Brief:
For this exercise, please find the lines in the entries that include the word "seed" and copy them.

[Source data]
= = =

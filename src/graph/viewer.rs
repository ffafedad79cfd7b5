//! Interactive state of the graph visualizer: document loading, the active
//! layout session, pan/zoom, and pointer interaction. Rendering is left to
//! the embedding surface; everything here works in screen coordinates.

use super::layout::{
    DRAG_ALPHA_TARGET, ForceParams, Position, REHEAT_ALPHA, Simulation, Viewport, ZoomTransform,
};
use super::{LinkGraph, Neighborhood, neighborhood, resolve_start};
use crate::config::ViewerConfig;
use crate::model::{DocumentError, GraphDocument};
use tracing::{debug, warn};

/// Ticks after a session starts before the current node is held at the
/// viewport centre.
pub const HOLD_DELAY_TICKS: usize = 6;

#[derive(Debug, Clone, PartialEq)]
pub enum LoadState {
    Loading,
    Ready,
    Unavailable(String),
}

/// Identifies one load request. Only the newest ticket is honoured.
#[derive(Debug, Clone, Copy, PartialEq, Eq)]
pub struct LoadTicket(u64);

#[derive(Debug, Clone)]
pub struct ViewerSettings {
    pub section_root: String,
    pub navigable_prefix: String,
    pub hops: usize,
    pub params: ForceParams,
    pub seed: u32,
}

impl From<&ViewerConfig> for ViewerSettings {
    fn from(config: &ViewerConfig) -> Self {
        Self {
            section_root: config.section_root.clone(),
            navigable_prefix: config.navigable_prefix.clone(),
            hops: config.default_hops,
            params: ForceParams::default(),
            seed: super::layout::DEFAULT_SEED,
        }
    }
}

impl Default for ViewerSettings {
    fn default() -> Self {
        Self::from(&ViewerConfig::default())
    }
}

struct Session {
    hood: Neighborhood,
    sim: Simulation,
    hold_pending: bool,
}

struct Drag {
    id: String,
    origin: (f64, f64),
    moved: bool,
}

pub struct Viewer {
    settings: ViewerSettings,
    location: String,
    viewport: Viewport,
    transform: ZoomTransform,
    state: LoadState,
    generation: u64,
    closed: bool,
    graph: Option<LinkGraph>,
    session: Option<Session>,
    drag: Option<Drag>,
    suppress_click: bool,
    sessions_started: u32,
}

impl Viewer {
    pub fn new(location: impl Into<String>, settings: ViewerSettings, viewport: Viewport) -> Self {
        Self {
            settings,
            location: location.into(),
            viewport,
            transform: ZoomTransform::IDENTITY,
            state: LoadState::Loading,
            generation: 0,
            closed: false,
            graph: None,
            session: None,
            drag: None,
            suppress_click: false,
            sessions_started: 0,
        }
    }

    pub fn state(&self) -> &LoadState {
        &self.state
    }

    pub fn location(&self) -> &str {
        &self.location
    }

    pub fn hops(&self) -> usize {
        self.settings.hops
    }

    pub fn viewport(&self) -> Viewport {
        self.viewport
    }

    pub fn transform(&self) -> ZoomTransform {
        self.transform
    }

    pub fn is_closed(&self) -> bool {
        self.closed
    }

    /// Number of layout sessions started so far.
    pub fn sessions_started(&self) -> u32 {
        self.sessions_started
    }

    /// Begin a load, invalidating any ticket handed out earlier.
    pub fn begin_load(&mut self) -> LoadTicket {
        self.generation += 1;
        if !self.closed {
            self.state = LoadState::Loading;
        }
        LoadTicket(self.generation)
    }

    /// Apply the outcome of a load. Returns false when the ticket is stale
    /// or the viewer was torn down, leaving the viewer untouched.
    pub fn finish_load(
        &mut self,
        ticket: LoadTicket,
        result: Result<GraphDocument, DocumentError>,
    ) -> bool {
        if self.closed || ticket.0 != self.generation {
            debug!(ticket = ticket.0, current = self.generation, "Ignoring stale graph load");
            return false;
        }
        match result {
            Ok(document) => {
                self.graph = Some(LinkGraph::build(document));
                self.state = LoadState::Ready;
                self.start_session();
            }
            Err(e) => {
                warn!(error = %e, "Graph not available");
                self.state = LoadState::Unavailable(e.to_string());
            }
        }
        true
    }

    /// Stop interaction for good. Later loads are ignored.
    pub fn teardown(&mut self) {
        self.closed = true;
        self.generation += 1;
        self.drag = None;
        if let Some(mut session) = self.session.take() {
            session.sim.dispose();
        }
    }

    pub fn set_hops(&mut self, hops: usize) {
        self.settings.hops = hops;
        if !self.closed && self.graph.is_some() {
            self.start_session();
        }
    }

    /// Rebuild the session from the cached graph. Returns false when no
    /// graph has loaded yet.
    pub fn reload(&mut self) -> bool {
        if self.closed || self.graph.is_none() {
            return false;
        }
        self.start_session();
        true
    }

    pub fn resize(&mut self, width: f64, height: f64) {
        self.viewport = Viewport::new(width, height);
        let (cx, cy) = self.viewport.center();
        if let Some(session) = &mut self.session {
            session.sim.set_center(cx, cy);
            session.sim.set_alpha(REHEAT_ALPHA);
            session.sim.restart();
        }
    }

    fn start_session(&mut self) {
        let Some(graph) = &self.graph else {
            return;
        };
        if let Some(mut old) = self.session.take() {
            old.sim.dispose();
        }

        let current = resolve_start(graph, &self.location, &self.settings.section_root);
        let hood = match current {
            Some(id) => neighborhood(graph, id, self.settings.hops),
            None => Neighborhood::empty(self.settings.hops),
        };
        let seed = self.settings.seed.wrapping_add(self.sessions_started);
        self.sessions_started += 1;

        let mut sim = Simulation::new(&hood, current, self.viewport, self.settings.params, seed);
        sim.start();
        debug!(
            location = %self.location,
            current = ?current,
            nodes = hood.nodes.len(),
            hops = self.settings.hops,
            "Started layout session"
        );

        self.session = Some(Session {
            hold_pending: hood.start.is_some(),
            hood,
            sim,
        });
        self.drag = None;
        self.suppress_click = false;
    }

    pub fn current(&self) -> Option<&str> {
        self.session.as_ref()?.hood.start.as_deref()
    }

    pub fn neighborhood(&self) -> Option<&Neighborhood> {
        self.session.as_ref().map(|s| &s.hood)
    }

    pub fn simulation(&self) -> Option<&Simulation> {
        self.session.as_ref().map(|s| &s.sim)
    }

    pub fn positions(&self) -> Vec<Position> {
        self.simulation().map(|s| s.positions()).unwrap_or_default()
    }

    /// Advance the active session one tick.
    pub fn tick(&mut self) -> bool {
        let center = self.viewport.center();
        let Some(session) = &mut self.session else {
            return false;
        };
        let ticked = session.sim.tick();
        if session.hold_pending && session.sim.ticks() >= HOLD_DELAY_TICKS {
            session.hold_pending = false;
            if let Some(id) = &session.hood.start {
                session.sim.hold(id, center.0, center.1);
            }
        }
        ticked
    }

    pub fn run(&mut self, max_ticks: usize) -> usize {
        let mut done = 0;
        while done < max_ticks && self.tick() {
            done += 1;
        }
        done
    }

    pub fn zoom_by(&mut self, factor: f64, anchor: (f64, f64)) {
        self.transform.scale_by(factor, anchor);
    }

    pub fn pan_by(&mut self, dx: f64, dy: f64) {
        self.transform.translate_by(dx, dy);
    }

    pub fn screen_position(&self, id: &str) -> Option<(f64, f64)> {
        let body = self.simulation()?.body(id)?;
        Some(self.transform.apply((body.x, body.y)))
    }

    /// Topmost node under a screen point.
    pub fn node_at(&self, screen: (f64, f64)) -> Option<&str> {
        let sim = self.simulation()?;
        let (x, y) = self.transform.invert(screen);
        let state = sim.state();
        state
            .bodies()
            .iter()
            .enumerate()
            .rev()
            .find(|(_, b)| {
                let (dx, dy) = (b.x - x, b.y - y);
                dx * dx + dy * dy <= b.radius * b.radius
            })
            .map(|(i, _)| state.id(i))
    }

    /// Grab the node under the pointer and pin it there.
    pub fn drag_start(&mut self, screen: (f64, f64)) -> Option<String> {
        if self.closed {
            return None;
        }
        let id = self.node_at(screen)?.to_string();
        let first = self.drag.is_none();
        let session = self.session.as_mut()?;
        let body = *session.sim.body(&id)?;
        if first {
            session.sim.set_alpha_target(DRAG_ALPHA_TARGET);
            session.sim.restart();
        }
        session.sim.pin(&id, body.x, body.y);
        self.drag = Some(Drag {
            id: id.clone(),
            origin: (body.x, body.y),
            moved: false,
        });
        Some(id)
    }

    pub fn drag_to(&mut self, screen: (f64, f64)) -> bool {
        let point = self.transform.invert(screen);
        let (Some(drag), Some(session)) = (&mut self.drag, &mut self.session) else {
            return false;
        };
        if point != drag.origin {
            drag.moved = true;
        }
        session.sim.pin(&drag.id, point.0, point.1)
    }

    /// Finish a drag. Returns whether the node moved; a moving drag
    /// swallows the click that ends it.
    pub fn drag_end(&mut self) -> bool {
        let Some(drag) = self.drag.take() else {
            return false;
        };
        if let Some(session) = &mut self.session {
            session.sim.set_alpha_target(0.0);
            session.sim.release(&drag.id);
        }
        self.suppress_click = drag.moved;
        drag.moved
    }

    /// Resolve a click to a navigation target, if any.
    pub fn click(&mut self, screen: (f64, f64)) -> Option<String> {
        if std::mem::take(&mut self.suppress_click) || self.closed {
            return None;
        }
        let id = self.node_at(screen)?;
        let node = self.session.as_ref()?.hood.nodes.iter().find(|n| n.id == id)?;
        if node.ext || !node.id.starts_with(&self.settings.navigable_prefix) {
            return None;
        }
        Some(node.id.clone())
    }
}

= = =

Output:
    pub seed: u32,
            seed: super::layout::DEFAULT_SEED,
        let seed = self.settings.seed.wrapping_add(self.sessions_started);
        let mut sim = Simulation::new(&hood, current, self.viewport, self.settings.params, seed);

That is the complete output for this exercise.